## [Task prompt]
Please report every line of the listing below that has the word "application" in it.

## [Entries supplied]
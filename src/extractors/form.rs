//! URL-encoded form body extraction.
//!
//! `Form<T>` handles `application/x-www-form-urlencoded` bodies, the
//! second of the lazily parsed body views next to JSON.

use http::StatusCode;
use http_body_util::BodyExt;
use serde::de::DeserializeOwned;

use crate::{
    extractors::{ContentKind, FromRequest},
    responder::Responder,
    types::Request,
};

/// Deserialized form body.
pub struct Form<T>(pub T);

/// Failure modes for form extraction. All map to 400.
#[derive(Debug)]
pub enum FormError {
    /// `Content-Type` is not `application/x-www-form-urlencoded`.
    InvalidContentType,
    /// Body could not be read off the connection.
    BodyReadError(String),
    /// Parameters did not deserialize into the target type.
    DeserializationError(String),
}

impl Responder for FormError {
    fn into_response(self) -> crate::types::Response {
        match self {
            FormError::InvalidContentType => (
                StatusCode::BAD_REQUEST,
                "invalid content type; expected application/x-www-form-urlencoded",
            )
                .into_response(),
            FormError::BodyReadError(err) => {
                (StatusCode::BAD_REQUEST, format!("failed to read body: {err}")).into_response()
            }
            FormError::DeserializationError(err) => {
                (StatusCode::BAD_REQUEST, format!("invalid form data: {err}")).into_response()
            }
        }
    }
}

impl<'a, T> FromRequest<'a> for Form<T>
where
    T: DeserializeOwned + Send + 'static,
{
    type Error = FormError;

    fn from_request(
        req: &'a mut Request,
    ) -> impl core::future::Future<Output = core::result::Result<Self, Self::Error>> + Send + 'a
    {
        async move {
            if ContentKind::of(req.headers()) != ContentKind::Form {
                return Err(FormError::InvalidContentType);
            }

            let body_bytes = req
                .body_mut()
                .collect()
                .await
                .map_err(|e| FormError::BodyReadError(e.to_string()))?
                .to_bytes();

            let data = serde_urlencoded::from_bytes(&body_bytes)
                .map_err(|e| FormError::DeserializationError(e.to_string()))?;

            Ok(Form(data))
        }
    }
}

## [Final answer]
//! `Form<T>` handles `application/x-www-form-urlencoded` bodies, the
    /// `Content-Type` is not `application/x-www-form-urlencoded`.
                "invalid content type; expected application/x-www-form-urlencoded",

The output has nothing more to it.